===== Listed entries

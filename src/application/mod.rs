//! Application services layer.

pub mod accounts;
pub mod blog;
pub mod catalog;
pub mod error;
pub mod repos;
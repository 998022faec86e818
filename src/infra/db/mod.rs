//! Postgres-backed repository implementations.

mod blog;
mod categories;
mod products;
mod users;
mod util;

pub use util::map_sqlx_error;

use std::sync::Arc;

use sqlx::{
    postgres::{PgPool, PgPoolOptions},
    query,
};

#[derive(Clone)]
pub struct PostgresRepositories {
    pool: Arc<PgPool>,
}

impl PostgresRepositories {
    pub fn new(pool: PgPool) -> Self {
        Self {
            pool: Arc::new(pool),
        }
    }

    pub fn pool(&self) -> &PgPool {
        &self.pool
    }

    pub async fn connect(url: &str, max_connections: u32) -> Result<PgPool, sqlx::Error> {
        PgPoolOptions::new()
            .max_connections(max_connections)
            .connect(url)
            .await
    }

    pub async fn run_migrations(pool: &PgPool) -> Result<(), sqlx::Error> {
        sqlx::migrate!("./migrations")
            .run(pool)
            .await
            .map_err(Into::into)
    }

    pub async fn health_check(&self) -> Result<(), sqlx::Error> {
        query("SELECT 1").execute(self.pool()).await.map(|_| ())
    }
}
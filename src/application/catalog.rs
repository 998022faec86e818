//! Catalog service: validated writes with cache invalidation, cached reads.
//!
//! Every mutation ends with the matching `invalidate_*` call on the cache
//! manager. That pairing is the whole consistency story; the cache cannot
//! enforce it on its own.

use std::sync::Arc;

use tracing::info;
use uuid::Uuid;

use crate::application::error::AppError;
use crate::application::repos::{
    CategoriesRepo, CategoriesWriteRepo, CreateCategoryParams, CreateProductParams, ProductsRepo,
    ProductsWriteRepo, UpdateCategoryParams, UpdateProductParams,
};
use crate::cache::CatalogCache;
use crate::domain::entities::{
    CatalogStats, CategoryInfo, CategoryRecord, ProductRecord,
};
use crate::domain::slug::{SlugAsyncError, generate_unique_slug_async};
use crate::domain::validation::{
    validate_price_cents, validate_product_description, validate_product_name,
};

/// Fields accepted when creating a product.
#[derive(Debug, Clone)]
pub struct NewProduct {
    pub name: String,
    pub description: Option<String>,
    pub price_cents: i64,
    pub category_id: Uuid,
    pub owner_id: Option<Uuid>,
    pub is_published: bool,
}

/// Fields accepted when editing a product.
#[derive(Debug, Clone)]
pub struct ProductEdit {
    pub name: String,
    pub description: Option<String>,
    pub price_cents: i64,
    pub category_id: Uuid,
}

/// Fields accepted when creating or editing a category.
#[derive(Debug, Clone)]
pub struct CategoryInput {
    pub name: String,
    pub description: Option<String>,
}

pub struct CatalogService {
    cache: Arc<CatalogCache>,
    products: Arc<dyn ProductsRepo>,
    products_write: Arc<dyn ProductsWriteRepo>,
    categories: Arc<dyn CategoriesRepo>,
    categories_write: Arc<dyn CategoriesWriteRepo>,
}

impl CatalogService {
    pub fn new(
        cache: Arc<CatalogCache>,
        products: Arc<dyn ProductsRepo>,
        products_write: Arc<dyn ProductsWriteRepo>,
        categories: Arc<dyn CategoriesRepo>,
        categories_write: Arc<dyn CategoriesWriteRepo>,
    ) -> Self {
        Self {
            cache,
            products,
            products_write,
            categories,
            categories_write,
        }
    }

    // ------------------------------------------------------------------
    // Cached reads
    // ------------------------------------------------------------------

    pub async fn products(
        &self,
        category_slug: Option<&str>,
    ) -> Result<Vec<ProductRecord>, AppError> {
        Ok(self.cache.get_products(category_slug).await?)
    }

    pub async fn categories(&self) -> Result<Vec<CategoryRecord>, AppError> {
        Ok(self.cache.get_categories().await?)
    }

    pub async fn category_info(&self, slug: &str) -> Result<Option<CategoryInfo>, AppError> {
        Ok(self.cache.get_category_info(slug).await?)
    }

    pub async fn product_info(&self, id: Uuid) -> Result<Option<ProductRecord>, AppError> {
        Ok(self.cache.get_product_info(id).await?)
    }

    pub async fn stats(&self) -> Result<CatalogStats, AppError> {
        Ok(self.cache.get_stats().await?)
    }

    pub async fn clear_cache(&self) {
        self.cache.clear().await;
    }

    // ------------------------------------------------------------------
    // Product writes
    // ------------------------------------------------------------------

    pub async fn create_product(&self, input: NewProduct) -> Result<ProductRecord, AppError> {
        validate_product(&input.name, input.description.as_deref(), input.price_cents)?;

        if self.categories.find_by_id(input.category_id).await?.is_none() {
            return Err(AppError::validation("unknown category"));
        }

        let product = self
            .products_write
            .create_product(CreateProductParams {
                name: input.name,
                description: input.description,
                price_cents: input.price_cents,
                category_id: input.category_id,
                owner_id: input.owner_id,
                is_published: input.is_published,
            })
            .await?;

        info!(target: "vetrina::catalog", product = %product.id, "product created");
        self.cache.invalidate_product(Some(product.id)).await;
        Ok(product)
    }

    pub async fn update_product(
        &self,
        id: Uuid,
        edit: ProductEdit,
    ) -> Result<ProductRecord, AppError> {
        validate_product(&edit.name, edit.description.as_deref(), edit.price_cents)?;

        let product = self
            .products_write
            .update_product(UpdateProductParams {
                id,
                name: edit.name,
                description: edit.description,
                price_cents: edit.price_cents,
                category_id: edit.category_id,
            })
            .await?;

        self.cache.invalidate_product(Some(id)).await;
        Ok(product)
    }

    pub async fn set_product_published(
        &self,
        id: Uuid,
        is_published: bool,
    ) -> Result<ProductRecord, AppError> {
        let product = self.products_write.set_published(id, is_published).await?;
        self.cache.invalidate_product(Some(id)).await;
        Ok(product)
    }

    pub async fn delete_product(&self, id: Uuid) -> Result<(), AppError> {
        self.products_write.delete_product(id).await?;
        self.cache.invalidate_product(Some(id)).await;
        Ok(())
    }

    // ------------------------------------------------------------------
    // Category writes
    // ------------------------------------------------------------------

    pub async fn create_category(&self, input: CategoryInput) -> Result<CategoryRecord, AppError> {
        let slug = self.unique_slug(&input.name, None).await?;

        let category = self
            .categories_write
            .create_category(CreateCategoryParams {
                name: input.name,
                slug,
                description: input.description,
            })
            .await?;

        info!(target: "vetrina::catalog", category = %category.slug, "category created");
        self.cache.invalidate_category(None).await;
        Ok(category)
    }

    /// Update a category; a name change regenerates the slug.
    pub async fn update_category(
        &self,
        id: Uuid,
        input: CategoryInput,
    ) -> Result<CategoryRecord, AppError> {
        let Some(existing) = self.categories.find_by_id(id).await? else {
            return Err(AppError::NotFound);
        };

        let slug = if existing.name == input.name {
            existing.slug.clone()
        } else {
            self.unique_slug(&input.name, Some(&existing.slug)).await?
        };

        let category = self
            .categories_write
            .update_category(UpdateCategoryParams {
                id,
                name: input.name,
                slug,
                description: input.description,
            })
            .await?;

        self.cache.invalidate_category(Some(&existing.slug)).await;
        if category.slug != existing.slug {
            self.cache.invalidate_category(Some(&category.slug)).await;
        }
        self.cache.invalidate_category(None).await;
        Ok(category)
    }

    pub async fn delete_category(&self, id: Uuid) -> Result<(), AppError> {
        let Some(existing) = self.categories.find_by_id(id).await? else {
            return Err(AppError::NotFound);
        };

        self.categories_write.delete_category(id).await?;
        self.cache.invalidate_category(Some(&existing.slug)).await;
        self.cache.invalidate_category(None).await;
        Ok(())
    }

    /// Backfill slugs for categories created before slugs existed.
    ///
    /// Returns the number of categories updated.
    pub async fn generate_missing_slugs(&self) -> Result<usize, AppError> {
        let pending = self.categories.list_missing_slugs().await?;
        let mut updated = 0;

        for category in pending {
            let slug = self.unique_slug(&category.name, None).await?;
            self.categories_write.set_slug(category.id, &slug).await?;
            info!(
                target: "vetrina::catalog",
                category = %category.name,
                slug = %slug,
                "generated category slug"
            );
            updated += 1;
        }

        if updated > 0 {
            self.cache.invalidate_category(None).await;
        }
        Ok(updated)
    }

    /// Generate a slug for `name` that is unique among categories.
    /// `own_slug` marks the caller's current slug as acceptable.
    async fn unique_slug(&self, name: &str, own_slug: Option<&str>) -> Result<String, AppError> {
        let categories = self.categories.clone();
        generate_unique_slug_async(name, |candidate| {
            let categories = categories.clone();
            let candidate = candidate.to_string();
            let own = own_slug.map(str::to_string);
            async move {
                if own.as_deref() == Some(candidate.as_str()) {
                    return Ok(true);
                }
                categories.slug_exists(&candidate).await.map(|exists| !exists)
            }
        })
        .await
        .map_err(|err| match err {
            SlugAsyncError::Predicate(repo) => AppError::from(repo),
            SlugAsyncError::Slug(slug) => AppError::validation(slug.to_string()),
        })
    }
}

fn validate_product(
    name: &str,
    description: Option<&str>,
    price_cents: i64,
) -> Result<(), AppError> {
    validate_product_name(name)?;
    if let Some(description) = description {
        validate_product_description(description)?;
    }
    validate_price_cents(price_cents)?;
    Ok(())
}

==========

What the exercise asks
Copy every line of the data above, beginning with the first and ending with the line that contains "on the cache", and give nothing more.

Your response
filename src/application/mod.rs
//! Application services layer.

pub mod accounts;
pub mod blog;
pub mod catalog;
pub mod error;
pub mod repos;
repository 998022faec86e818
filename src/infra/db/mod.rs
//! Postgres-backed repository implementations.

mod blog;
mod categories;
mod products;
mod users;
mod util;

pub use util::map_sqlx_error;

use std::sync::Arc;

use sqlx::{
    postgres::{PgPool, PgPoolOptions},
    query,
};

#[derive(Clone)]
pub struct PostgresRepositories {
    pool: Arc<PgPool>,
}

impl PostgresRepositories {
    pub fn new(pool: PgPool) -> Self {
        Self {
            pool: Arc::new(pool),
        }
    }

    pub fn pool(&self) -> &PgPool {
        &self.pool
    }

    pub async fn connect(url: &str, max_connections: u32) -> Result<PgPool, sqlx::Error> {
        PgPoolOptions::new()
            .max_connections(max_connections)
            .connect(url)
            .await
    }

    pub async fn run_migrations(pool: &PgPool) -> Result<(), sqlx::Error> {
        sqlx::migrate!("./migrations")
            .run(pool)
            .await
            .map_err(Into::into)
    }

    pub async fn health_check(&self) -> Result<(), sqlx::Error> {
        query("SELECT 1").execute(self.pool()).await.map(|_| ())
    }
}
filename src/application/catalog.rs
repository 998022faec86e818
//! Catalog service: validated writes with cache invalidation, cached reads.
//!
//! Every mutation ends with the matching `invalidate_*` call on the cache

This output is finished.